- Born: October 19, 1939 Anseong, Korea, Empire of Japan
- Died: September 28, 2017 (aged 77) Seoul, South Korea
- Writing career
- Language: Korean

= Chyung Jinkyu =

South Korean writer

Chyung JinKyu (October 19, 1939 – September 28, 2017) was a South Korean writer.

==Life==
Chyung JinKyu was born on October 19, 1939, in Anseong, Keiki-dō, Korea, Empire of Japan. Chyung attended Anseong Agricultural School, and then graduated from Korea University in 1964 with a degree in Korean Literature.

Chyung died on September 28, 2017, at Asan Medical Center in Seoul.

==Work==

While many poets focused on larger political issues Chyung displayed linguistic sensibility as he sang of life's ambiguities and the contradictions of the times from a personal viewpoint. His early poetry is characterized by its beautiful, exquisite language, and its deep immersion in self-consciousness. From the mid-1960s, the poet grappled in his work with the conflict between life and poetry, which in turn, caused the poet serious inner turmoil. He attempted to overcome this essential conflict in his critical essays, "Siui aemaehame daehayeo" and "Siui jeongjikhame daehayeo." Despite his efforts, however, he could not easily find the positive balance between poetic indulgence and quotidian existence.

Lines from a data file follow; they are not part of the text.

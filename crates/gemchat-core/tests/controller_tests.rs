//! Request lifecycle tests against a scripted backend.

mod common;

use async_trait::async_trait;
use common::{controller, RecordingSurface, ScriptedBackend};
use gemchat_core::error::QUOTA_NOTICE;
use gemchat_core::{
    ChatBackend, ChatController, ChatError, ChatRequest, ControllerSettings, HealthStatus, Phase,
    Role, SendOutcome, SurfaceUpdate, TurnId,
};
use std::sync::{Arc, Mutex};
use std::time::Duration;

#[tokio::test]
async fn hello_reply_is_revealed_and_recorded() {
    let backend = Arc::new(ScriptedBackend::new().reply("**Hello**"));
    let surface = Arc::new(RecordingSurface::default());
    let chat = controller(&backend, &surface);

    let outcome = chat.send("Hi").await;

    let turn = match outcome {
        SendOutcome::Replied(turn) => turn,
        other => panic!("expected a reply, got {:?}", other),
    };
    assert_eq!(turn.role, Role::Assistant);

    let turns = chat.turns();
    assert_eq!(turns.len(), 2);
    assert_eq!((turns[0].role, turns[0].content.as_str()), (Role::User, "Hi"));
    assert_eq!(
        (turns[1].role, turns[1].content.as_str()),
        (Role::Assistant, "**Hello**")
    );

    assert_eq!(
        surface.last_markup().as_deref(),
        Some("<strong>Hello</strong>")
    );
    assert!(!chat.is_generating());
    assert_eq!(chat.phase(), Phase::Idle);

    let requests = backend.requests();
    assert_eq!(requests.len(), 1);
    assert_eq!(requests[0].message, "Hi");
    assert_eq!(requests[0].conversation, vec![turns[0].clone()]);
}

#[tokio::test]
async fn each_exchange_adds_exactly_two_turns() {
    let backend = Arc::new(ScriptedBackend::new().reply("one").reply("two"));
    let surface = Arc::new(RecordingSurface::default());
    let chat = controller(&backend, &surface);

    chat.send("first").await;
    assert_eq!(chat.turns().len(), 2);

    chat.send("second").await;
    assert_eq!(chat.turns().len(), 4);
}

#[tokio::test]
async fn blank_input_is_ignored() {
    let backend = Arc::new(ScriptedBackend::new());
    let surface = Arc::new(RecordingSurface::default());
    let chat = controller(&backend, &surface);

    assert!(matches!(chat.send("   ").await, SendOutcome::Ignored));
    assert!(chat.turns().is_empty());
    assert!(backend.requests().is_empty());
}

#[tokio::test]
async fn send_while_generating_is_a_noop() {
    let backend = Arc::new(ScriptedBackend::hanging());
    let surface = Arc::new(RecordingSurface::default());
    let chat = controller(&backend, &surface);

    let in_flight = {
        let chat = chat.clone();
        tokio::spawn(async move { chat.send("Hi").await })
    };
    backend.entered.notified().await;
    assert!(chat.is_generating());

    assert!(matches!(chat.send("again").await, SendOutcome::Busy));
    assert!(matches!(chat.regenerate().await, SendOutcome::Busy));
    assert_eq!(chat.turns().len(), 1);
    assert_eq!(backend.requests().len(), 1);

    chat.stop();
    assert!(matches!(in_flight.await.unwrap(), SendOutcome::Cancelled));
}

#[tokio::test]
async fn quota_failure_shows_quota_notice_and_keeps_user_turn() {
    let backend = Arc::new(
        ScriptedBackend::new().fail(ChatError::status(500, Some("quota exceeded".to_string()))),
    );
    let surface = Arc::new(RecordingSurface::default());
    let chat = controller(&backend, &surface);

    let outcome = chat.send("Hi").await;

    assert!(matches!(outcome, SendOutcome::Failed(ChatError::Status { status: 500, .. })));
    assert_eq!(surface.notices(), vec![QUOTA_NOTICE.to_string()]);

    let turns = chat.turns();
    assert_eq!(turns.len(), 1);
    assert_eq!(turns[0].role, Role::User);
    assert!(!chat.is_generating());
}

#[tokio::test]
async fn other_failures_are_prefixed_with_error() {
    let backend = Arc::new(
        ScriptedBackend::new().fail(ChatError::Application("model overloaded".to_string())),
    );
    let surface = Arc::new(RecordingSurface::default());
    let chat = controller(&backend, &surface);

    chat.send("Hi").await;

    assert_eq!(surface.notices(), vec!["Error: model overloaded".to_string()]);
}

#[tokio::test]
async fn failure_removes_typing_indicator_and_resets_indicators() {
    let backend = Arc::new(ScriptedBackend::new().fail(ChatError::status(502, None)));
    let surface = Arc::new(RecordingSurface::default());
    let chat = controller(&backend, &surface);

    chat.send("Hi").await;

    let updates = surface.updates();
    let typing = updates
        .iter()
        .find_map(|u| match u {
            SurfaceUpdate::ShowTyping(id) => Some(id.clone()),
            _ => None,
        })
        .expect("typing indicator shown");
    assert!(updates.contains(&SurfaceUpdate::RemoveTurn(typing)));

    let last_generating = updates.iter().rev().find_map(|u| match u {
        SurfaceUpdate::Generating(on) => Some(*on),
        _ => None,
    });
    assert_eq!(last_generating, Some(false));
    assert!(updates.contains(&SurfaceUpdate::SuggestionsEnabled(true)));
}

#[tokio::test]
async fn stop_mid_request_is_silent() {
    let backend = Arc::new(ScriptedBackend::hanging());
    let surface = Arc::new(RecordingSurface::default());
    let chat = controller(&backend, &surface);

    let in_flight = {
        let chat = chat.clone();
        tokio::spawn(async move { chat.send("Hi").await })
    };
    backend.entered.notified().await;

    assert!(chat.stop());

    assert!(matches!(in_flight.await.unwrap(), SendOutcome::Cancelled));
    assert!(!chat.is_generating());
    assert_eq!(chat.phase(), Phase::Idle);
    assert_eq!(chat.turns().len(), 1);
    assert!(surface.notices().is_empty());
    assert!(surface.updates().contains(&SurfaceUpdate::ClearTyping));
    assert!(!surface
        .updates()
        .iter()
        .any(|u| matches!(u, SurfaceUpdate::BeginReply(_))));
}

#[tokio::test]
async fn stop_when_idle_reports_nothing_cancelled() {
    let backend = Arc::new(ScriptedBackend::new());
    let surface = Arc::new(RecordingSurface::default());
    let chat = controller(&backend, &surface);

    assert!(!chat.stop());
}

#[tokio::test(start_paused = true)]
async fn stop_during_reveal_keeps_text_but_records_nothing() {
    let backend = Arc::new(ScriptedBackend::new().reply("abcdefghij"));
    let surface = Arc::new(RecordingSurface::default());
    let chat = ChatController::new(backend.clone(), surface.clone()).with_settings(
        ControllerSettings {
            reveal_delay: Duration::from_millis(30),
            ..ControllerSettings::default()
        },
    );

    let in_flight = {
        let chat = chat.clone();
        tokio::spawn(async move { chat.send("Hi").await })
    };

    while chat.phase() != Phase::Streaming {
        tokio::time::sleep(Duration::from_millis(1)).await;
    }
    tokio::time::sleep(Duration::from_millis(70)).await;
    chat.stop();

    assert!(matches!(in_flight.await.unwrap(), SendOutcome::Cancelled));

    let shown = surface.last_markup().expect("some text was revealed");
    assert!(!shown.is_empty());
    assert!(shown.len() < "abcdefghij".len());
    assert_eq!(chat.turns().len(), 1);
    assert!(surface.notices().is_empty());
}

#[tokio::test]
async fn regenerate_without_assistant_turn_is_a_noop() {
    let backend = Arc::new(
        ScriptedBackend::new().fail(ChatError::Application("boom".to_string())),
    );
    let surface = Arc::new(RecordingSurface::default());
    let chat = controller(&backend, &surface);

    chat.send("Hi").await;
    let turns_before = chat.turns();
    let updates_before = surface.updates().len();

    assert!(matches!(
        chat.regenerate().await,
        SendOutcome::NothingToRegenerate
    ));
    assert_eq!(chat.turns(), turns_before);
    assert_eq!(surface.updates().len(), updates_before);
    assert_eq!(backend.requests().len(), 1);
}

#[tokio::test]
async fn regenerate_on_empty_conversation_is_a_noop() {
    let backend = Arc::new(ScriptedBackend::new());
    let surface = Arc::new(RecordingSurface::default());
    let chat = controller(&backend, &surface);

    assert!(matches!(
        chat.regenerate().await,
        SendOutcome::NothingToRegenerate
    ));
    assert!(surface.updates().is_empty());
}

#[tokio::test]
async fn regenerate_replaces_last_reply_without_duplicating_user_turn() {
    let backend = Arc::new(ScriptedBackend::new().reply("first").reply("second"));
    let surface = Arc::new(RecordingSurface::default());
    let chat = controller(&backend, &surface);

    chat.send("Hi").await;
    let first_reply = chat.turns()[1].clone();

    let outcome = chat.regenerate().await;
    assert!(matches!(outcome, SendOutcome::Replied(_)));

    let turns = chat.turns();
    assert_eq!(turns.len(), 2);
    assert_eq!(turns[0].content, "Hi");
    assert_eq!(turns[1].content, "second");
    assert_ne!(turns[1].id, first_reply.id);

    assert!(surface
        .updates()
        .contains(&SurfaceUpdate::RemoveTurn(first_reply.id)));

    let requests = backend.requests();
    assert_eq!(requests.len(), 2);
    assert_eq!(requests[1].message, "Hi");
    assert_eq!(requests[1].conversation, vec![turns[0].clone()]);
}

#[tokio::test]
async fn only_trailing_window_is_sent() {
    let backend = Arc::new(
        ScriptedBackend::new()
            .reply("r1")
            .reply("r2")
            .reply("r3")
            .reply("r4"),
    );
    let surface = Arc::new(RecordingSurface::default());
    let chat = controller(&backend, &surface);

    for msg in ["m1", "m2", "m3", "m4"] {
        chat.send(msg).await;
    }

    let requests = backend.requests();
    let last = &requests[3];
    let contents: Vec<&str> = last
        .conversation
        .iter()
        .map(|t| t.content.as_str())
        .collect();
    assert_eq!(contents, vec!["m2", "r2", "m3", "r3", "m4"]);
    assert_eq!(chat.turns().len(), 8);
}

#[tokio::test]
async fn clear_forgets_the_conversation() {
    let backend = Arc::new(ScriptedBackend::new().reply("hello"));
    let surface = Arc::new(RecordingSurface::default());
    let chat = controller(&backend, &surface);

    chat.send("Hi").await;
    chat.clear();

    assert!(chat.turns().is_empty());
    assert_eq!(surface.updates().last(), Some(&SurfaceUpdate::Clear));
}

#[tokio::test]
async fn unhealthy_backend_posts_advisory_notice() {
    let backend = Arc::new(ScriptedBackend::new().with_health(HealthStatus::ServerError(503)));
    let surface = Arc::new(RecordingSurface::default());
    let chat = controller(&backend, &surface);

    assert_eq!(chat.check_backend().await, HealthStatus::ServerError(503));
    assert_eq!(
        surface.notices(),
        vec!["⚠️ Backend server error. Responses may be limited.".to_string()]
    );

    // Advisory only: chatting still works afterwards.
    assert!(matches!(chat.send("Hi").await, SendOutcome::Replied(_)));
}

#[tokio::test]
async fn healthy_backend_is_quiet() {
    let backend = Arc::new(ScriptedBackend::new());
    let surface = Arc::new(RecordingSurface::default());
    let chat = controller(&backend, &surface);

    assert_eq!(chat.check_backend().await, HealthStatus::Connected);
    assert!(surface.updates().is_empty());
}

fn begun_replies(surface: &RecordingSurface) -> Vec<TurnId> {
    surface
        .updates()
        .into_iter()
        .filter_map(|u| match u {
            SurfaceUpdate::BeginReply(id) => Some(id),
            _ => None,
        })
        .collect()
}

#[tokio::test(start_paused = true)]
async fn regenerate_after_stopped_reveal_replaces_the_partial_reply() {
    let backend = Arc::new(
        ScriptedBackend::new()
            .reply("first answer")
            .reply("a long second answer")
            .reply("regen"),
    );
    let surface = Arc::new(RecordingSurface::default());
    let chat = ChatController::new(backend.clone(), surface.clone()).with_settings(
        ControllerSettings {
            reveal_delay: Duration::from_millis(30),
            ..ControllerSettings::default()
        },
    );

    chat.send("q1").await;
    let first_reply = chat.turns()[1].id.clone();

    let in_flight = {
        let chat = chat.clone();
        tokio::spawn(async move { chat.send("q2").await })
    };
    while chat.phase() != Phase::Streaming {
        tokio::time::sleep(Duration::from_millis(1)).await;
    }
    tokio::time::sleep(Duration::from_millis(70)).await;
    chat.stop();
    assert!(matches!(in_flight.await.unwrap(), SendOutcome::Cancelled));

    let partial = begun_replies(&surface)[1].clone();

    assert!(matches!(chat.regenerate().await, SendOutcome::Replied(_)));

    let updates = surface.updates();
    assert!(updates.contains(&SurfaceUpdate::RemoveTurn(partial)));
    assert!(!updates.contains(&SurfaceUpdate::RemoveTurn(first_reply)));

    let contents: Vec<(Role, String)> = chat
        .turns()
        .into_iter()
        .map(|t| (t.role, t.content))
        .collect();
    assert_eq!(
        contents,
        vec![
            (Role::User, "q1".to_string()),
            (Role::Assistant, "first answer".to_string()),
            (Role::User, "q2".to_string()),
            (Role::Assistant, "regen".to_string()),
        ]
    );

    let requests = backend.requests();
    assert_eq!(requests[2].message, "q2");
    let context: Vec<&str> = requests[2]
        .conversation
        .iter()
        .map(|t| t.content.as_str())
        .collect();
    assert_eq!(context, vec!["q1", "first answer", "q2"]);
}

#[tokio::test(start_paused = true)]
async fn new_message_after_stopped_reveal_is_what_regenerate_replaces() {
    let backend = Arc::new(
        ScriptedBackend::new()
            .reply("a long first answer")
            .reply("second")
            .reply("regen"),
    );
    let surface = Arc::new(RecordingSurface::default());
    let chat = ChatController::new(backend.clone(), surface.clone()).with_settings(
        ControllerSettings {
            reveal_delay: Duration::from_millis(30),
            ..ControllerSettings::default()
        },
    );

    let in_flight = {
        let chat = chat.clone();
        tokio::spawn(async move { chat.send("q1").await })
    };
    while chat.phase() != Phase::Streaming {
        tokio::time::sleep(Duration::from_millis(1)).await;
    }
    tokio::time::sleep(Duration::from_millis(70)).await;
    chat.stop();
    in_flight.await.unwrap();
    let partial = begun_replies(&surface)[0].clone();

    chat.send("q2").await;
    let second = chat.turns()[2].id.clone();
    chat.regenerate().await;

    let updates = surface.updates();
    assert!(updates.contains(&SurfaceUpdate::RemoveTurn(second)));
    assert!(!updates.contains(&SurfaceUpdate::RemoveTurn(partial)));
    assert_eq!(chat.turns().last().unwrap().content, "regen");
}

/// Backend that stops its own request while answering, so the reply
/// resolves with the token already cancelled.
struct StopsWhileAnswering {
    chat: Mutex<Option<ChatController>>,
}

#[async_trait]
impl ChatBackend for StopsWhileAnswering {
    async fn chat(&self, _request: &ChatRequest) -> Result<String, ChatError> {
        if let Some(chat) = self.chat.lock().unwrap().take() {
            chat.stop();
        }
        Ok("late reply".to_string())
    }

    async fn health(&self) -> HealthStatus {
        HealthStatus::Connected
    }
}

#[tokio::test]
async fn reply_resolving_after_stop_is_discarded() {
    let backend = Arc::new(StopsWhileAnswering {
        chat: Mutex::new(None),
    });
    let surface = Arc::new(RecordingSurface::default());
    let chat = ChatController::new(backend.clone(), surface.clone())
        .with_settings(common::instant_settings());
    *backend.chat.lock().unwrap() = Some(chat.clone());

    let outcome = chat.send("Hi").await;

    assert!(matches!(outcome, SendOutcome::Cancelled));
    assert!(begun_replies(&surface).is_empty());
    assert_eq!(chat.turns().len(), 1);
    assert!(surface.notices().is_empty());
}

After the publication of his collection Deulpanui biin jibiroda, he began to incorporate elements of prose into his poetry, which enabled him to shift from a focus on individual to collective consciousness. In order to sustain this stylistic transformation, the poet engaged in a process that reaffirmed the fundamental poetical quality of his work. This process contributed to a significant development in Jung's aesthetic. One critic noted that Chyung JinKyu transfers the rhythm of nature with the eyes that discover the depth of human lives in nature.

==Works in translation==
- Tanz der Worte (정진규 시선)

==Works in Korean (partial)==
Poetry
- Mareun susukkangui pyeonghwa
- Yuhanui bitjang
- Deulpanui biin jibiroda(1977)
- Maedallyeo isseumui sesang
- Bieoisseumui chungman
- Yeonpillo sseugi
- Ppyeoe daehayeo
- Byeoldeurui batangeun eodumi mattanghada
Biography
- Lee Sanghwa entitled, Madonna eonjendeul an gal su isseurya.

==Awards==
- Korean Poets Association Award (Hanguk siin hyeophoesang, 1980)
- Woltan Literature Prize (Woltan munhaksang, 1985)
- Contemporary Poetry Award (Hyeondae sihak jakpumsang, 1987)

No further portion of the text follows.